*** Records for the task ***

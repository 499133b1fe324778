//! Render Configuration - layout, calibration and protocol as TOML values
//!
//! Every section implements `Default` with the calibrated constants from
//! `defaults.rs`, so an absent or partial file behaves like the stock sleeve.

use super::defaults;
use crate::patterns::{Resampling, SoaModel};
use crate::protocol::{DutyScale, FrequencyError, FrequencyTable, ProtocolVariant};
use crate::types::{ActuatorId, ActuatorLayout, LayoutError, Position};
use serde::{Deserialize, Serialize};
use std::collections::HashSet;
use std::path::{Path, PathBuf};
use thiserror::Error;
use tracing::{info, warn};

/// Environment variable naming a config file.
pub const CONFIG_ENV_VAR: &str = "HAPTIC_CONFIG";

/// Config file looked up in the working directory.
pub const LOCAL_CONFIG_FILE: &str = "haptic.toml";

// ============================================================================
// Top-Level Config
// ============================================================================

/// Root configuration for one actuator sleeve and its link.
///
/// Load with `RenderConfig::load()` which searches:
/// 1. `$HAPTIC_CONFIG`
/// 2. `./haptic.toml`
/// 3. Built-in defaults
#[derive(Debug, Clone, PartialEq, Default, Serialize, Deserialize)]
pub struct RenderConfig {
    #[serde(default)]
    pub layout: LayoutConfig,

    #[serde(default)]
    pub triangulation: TriangulationConfig,

    #[serde(default)]
    pub phantom: PhantomConfig,

    #[serde(default)]
    pub timing: TimingConfig,

    #[serde(default)]
    pub frequency: FrequencyConfig,

    #[serde(default)]
    pub protocol: ProtocolConfig,
}

impl RenderConfig {
    /// Load configuration using the standard search order. Invalid files are
    /// logged and skipped.
    pub fn load() -> Self {
        if let Ok(path) = std::env::var(CONFIG_ENV_VAR) {
            let p = PathBuf::from(&path);
            if p.exists() {
                match Self::load_from_file(&p) {
                    Ok(config) => {
                        info!(path = %p.display(), actuators = config.layout.actuators.len(), "Loaded render config from HAPTIC_CONFIG");
                        return config;
                    }
                    Err(e) => {
                        warn!(path = %p.display(), error = %e, "Failed to load config from HAPTIC_CONFIG, falling back");
                    }
                }
            } else {
                warn!(path = %path, "HAPTIC_CONFIG points to non-existent file, falling back");
            }
        }

        let local = PathBuf::from(LOCAL_CONFIG_FILE);
        if local.exists() {
            match Self::load_from_file(&local) {
                Ok(config) => {
                    info!(actuators = config.layout.actuators.len(), "Loaded render config from ./haptic.toml");
                    return config;
                }
                Err(e) => {
                    warn!(error = %e, "Failed to load ./haptic.toml, using defaults");
                }
            }
        }

        info!("No haptic.toml found, using built-in defaults");
        Self::default()
    }

    /// Load and validate a specific TOML file.
    ///
    /// Unknown keys and suspicious values are logged as warnings; range
    /// violations fail with `ConfigError::Validation`.
    pub fn load_from_file(path: &Path) -> Result<Self, ConfigError> {
        let contents =
            std::fs::read_to_string(path).map_err(|e| ConfigError::Io(path.to_path_buf(), e))?;
        Self::from_toml_str(&contents).map_err(|e| match e {
            ConfigError::Parse(_, source) => ConfigError::Parse(path.to_path_buf(), source),
            other => other,
        })
    }

    /// Parse and validate TOML text. Parse errors carry an empty path.
    pub fn from_toml_str(contents: &str) -> Result<Self, ConfigError> {
        for w in super::validation::validate_unknown_keys(contents) {
            warn!("{}", w);
        }

        let config: Self =
            toml::from_str(contents).map_err(|e| ConfigError::Parse(PathBuf::new(), e))?;
        let (errors, warnings) = super::validation::validate_ranges(&config);
        if !errors.is_empty() {
            return Err(ConfigError::Validation(errors));
        }
        for w in &warnings {
            warn!(field = %w.field, "{}", w);
        }
        Ok(config)
    }

    pub fn to_toml(&self) -> Result<String, ConfigError> {
        toml::to_string_pretty(self).map_err(ConfigError::Serialize)
    }

    pub fn save_to_file(&self, path: &Path) -> Result<(), ConfigError> {
        let contents = self.to_toml()?;
        std::fs::write(path, contents).map_err(|e| ConfigError::Io(path.to_path_buf(), e))?;
        info!(path = %path.display(), "Render config saved");
        Ok(())
    }

    /// Check every value for consistency, collecting all violations.
    pub fn validate(&self) -> Result<(), ConfigError> {
        let (errors, _) = super::validation::validate_ranges(self);
        if errors.is_empty() {
            Ok(())
        } else {
            Err(ConfigError::Validation(errors))
        }
    }

    /// Duty scale for the configured protocol's duty width.
    pub fn duty_scale(&self) -> DutyScale {
        let max = self.protocol.variant.descriptor().duty_max();
        DutyScale::new(u8::try_from(max).unwrap_or(u8::MAX), self.protocol.duty_gamma)
    }
}

// ============================================================================
// Error Type
// ============================================================================

#[derive(Debug, Error)]
pub enum ConfigError {
    #[error("Config I/O error ({path}): {err}", path = .0.display(), err = .1)]
    Io(PathBuf, #[source] std::io::Error),

    #[error("Config parse error ({path}): {err}", path = .0.display(), err = .1)]
    Parse(PathBuf, #[source] toml::de::Error),

    #[error("Config serialization error: {0}")]
    Serialize(#[from] toml::ser::Error),

    #[error("Config validation failed:\n  - {}", .0.join("\n  - "))]
    Validation(Vec<String>),

    #[error(transparent)]
    Layout(#[from] LayoutError),

    #[error(transparent)]
    Frequency(#[from] FrequencyError),
}

// ============================================================================
// Layout
// ============================================================================

#[derive(Debug, Clone, Copy, PartialEq, Serialize, Deserialize)]
pub struct ActuatorEntry {
    pub id: ActuatorId,
    pub x: f64,
    pub y: f64,
}

#[derive(Debug, Clone, PartialEq, Serialize, Deserialize)]
pub struct LayoutConfig {
    #[serde(default = "default_actuators")]
    pub actuators: Vec<ActuatorEntry>,
}

fn default_actuators() -> Vec<ActuatorEntry> {
    ActuatorLayout::serpentine_grid(defaults::GRID_ROWS, defaults::GRID_COLS, defaults::GRID_SPACING)
        .map(|layout| {
            layout
                .iter()
                .map(|(id, p)| ActuatorEntry { id, x: p.x, y: p.y })
                .collect()
        })
        .unwrap_or_default()
}

impl Default for LayoutConfig {
    fn default() -> Self {
        Self {
            actuators: default_actuators(),
        }
    }
}

impl LayoutConfig {
    pub fn build(&self) -> Result<ActuatorLayout, LayoutError> {
        ActuatorLayout::new(
            self.actuators
                .iter()
                .map(|a| (a.id, Position::new(a.x, a.y))),
        )
    }

    /// Ids that appear more than once, in first-repeat order.
    pub fn duplicate_ids(&self) -> Vec<ActuatorId> {
        let mut seen = HashSet::new();
        let mut dups = Vec::new();
        for a in &self.actuators {
            if !seen.insert(a.id) && !dups.contains(&a.id) {
                dups.push(a.id);
            }
        }
        dups
    }
}

// ============================================================================
// Triangulation / Phantom
// ============================================================================

#[derive(Debug, Clone, PartialEq, Serialize, Deserialize)]
pub struct TriangulationConfig {
    #[serde(default = "default_min_triangle_area")]
    pub min_triangle_area: f64,
}

fn default_min_triangle_area() -> f64 { defaults::MIN_TRIANGLE_AREA }

impl Default for TriangulationConfig {
    fn default() -> Self {
        Self {
            min_triangle_area: default_min_triangle_area(),
        }
    }
}

#[derive(Debug, Clone, PartialEq, Serialize, Deserialize)]
pub struct PhantomConfig {
    #[serde(default = "default_min_distance")]
    pub min_distance: f64,
}

fn default_min_distance() -> f64 { defaults::MIN_PHANTOM_DISTANCE }

impl Default for PhantomConfig {
    fn default() -> Self {
        Self {
            min_distance: default_min_distance(),
        }
    }
}

// ============================================================================
// Timing
// ============================================================================

#[derive(Debug, Clone, PartialEq, Serialize, Deserialize)]
pub struct TimingConfig {
    #[serde(default = "default_soa_slope")]
    pub soa_slope: f64,

    #[serde(default = "default_soa_base_s")]
    pub soa_base_s: f64,

    #[serde(default = "default_sequential_pause_ratio")]
    pub sequential_pause_ratio: f64,

    /// Resampling is active only when this and `resample_speed` are both set.
    #[serde(default, skip_serializing_if = "Option::is_none")]
    pub resample_max_interval_s: Option<f64>,

    /// Layout units per second.
    #[serde(default, skip_serializing_if = "Option::is_none")]
    pub resample_speed: Option<f64>,
}

fn default_soa_slope() -> f64 { defaults::SOA_SLOPE }
fn default_soa_base_s() -> f64 { defaults::SOA_BASE_S }
fn default_sequential_pause_ratio() -> f64 { defaults::SEQUENTIAL_PAUSE_RATIO }

impl Default for TimingConfig {
    fn default() -> Self {
        Self {
            soa_slope: default_soa_slope(),
            soa_base_s: default_soa_base_s(),
            sequential_pause_ratio: default_sequential_pause_ratio(),
            resample_max_interval_s: None,
            resample_speed: None,
        }
    }
}

impl TimingConfig {
    pub fn soa_model(&self) -> SoaModel {
        SoaModel {
            slope: self.soa_slope,
            base_s: self.soa_base_s,
        }
    }

    pub fn resampling(&self) -> Option<Resampling> {
        match (self.resample_max_interval_s, self.resample_speed) {
            (Some(max_interval_s), Some(speed)) => Some(Resampling {
                max_interval_s,
                speed,
            }),
            _ => None,
        }
    }
}

// ============================================================================
// Frequency
// ============================================================================

#[derive(Debug, Clone, PartialEq, Serialize, Deserialize)]
pub struct FrequencyConfig {
    #[serde(default = "default_min_hz")]
    pub min_hz: f64,

    #[serde(default = "default_max_hz")]
    pub max_hz: f64,

    #[serde(default = "default_steps")]
    pub steps: usize,
}

fn default_min_hz() -> f64 { defaults::FREQ_MIN_HZ }
fn default_max_hz() -> f64 { defaults::FREQ_MAX_HZ }
fn default_steps() -> usize { defaults::FREQ_STEPS }

impl Default for FrequencyConfig {
    fn default() -> Self {
        Self {
            min_hz: default_min_hz(),
            max_hz: default_max_hz(),
            steps: default_steps(),
        }
    }
}

impl FrequencyConfig {
    pub fn table(&self) -> Result<FrequencyTable, FrequencyError> {
        FrequencyTable::new(self.min_hz, self.max_hz, self.steps)
    }
}

// ============================================================================
// Protocol
// ============================================================================

#[derive(Debug, Clone, PartialEq, Serialize, Deserialize)]
pub struct ProtocolConfig {
    #[serde(default)]
    pub variant: ProtocolVariant,

    #[serde(default = "default_max_frame_bytes")]
    pub max_frame_bytes: usize,

    #[serde(default = "default_duty_gamma")]
    pub duty_gamma: f64,
}

fn default_max_frame_bytes() -> usize { defaults::MAX_FRAME_BYTES }
fn default_duty_gamma() -> f64 { defaults::DUTY_GAMMA }

impl Default for ProtocolConfig {
    fn default() -> Self {
        Self {
            variant: ProtocolVariant::default(),
            max_frame_bytes: default_max_frame_bytes(),
            duty_gamma: default_duty_gamma(),
        }
    }
}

*** End of Records for the task ***

Prompt: Restate, word for word and with nothing added, the lines from the first line of the listing through the one where "use super::defaults;" stands.

Solution for this exercise:
repository 499133b1fe324778
//! Render Configuration - layout, calibration and protocol as TOML values
//!
//! Every section implements `Default` with the calibrated constants from
//! `defaults.rs`, so an absent or partial file behaves like the stock sleeve.

use super::defaults;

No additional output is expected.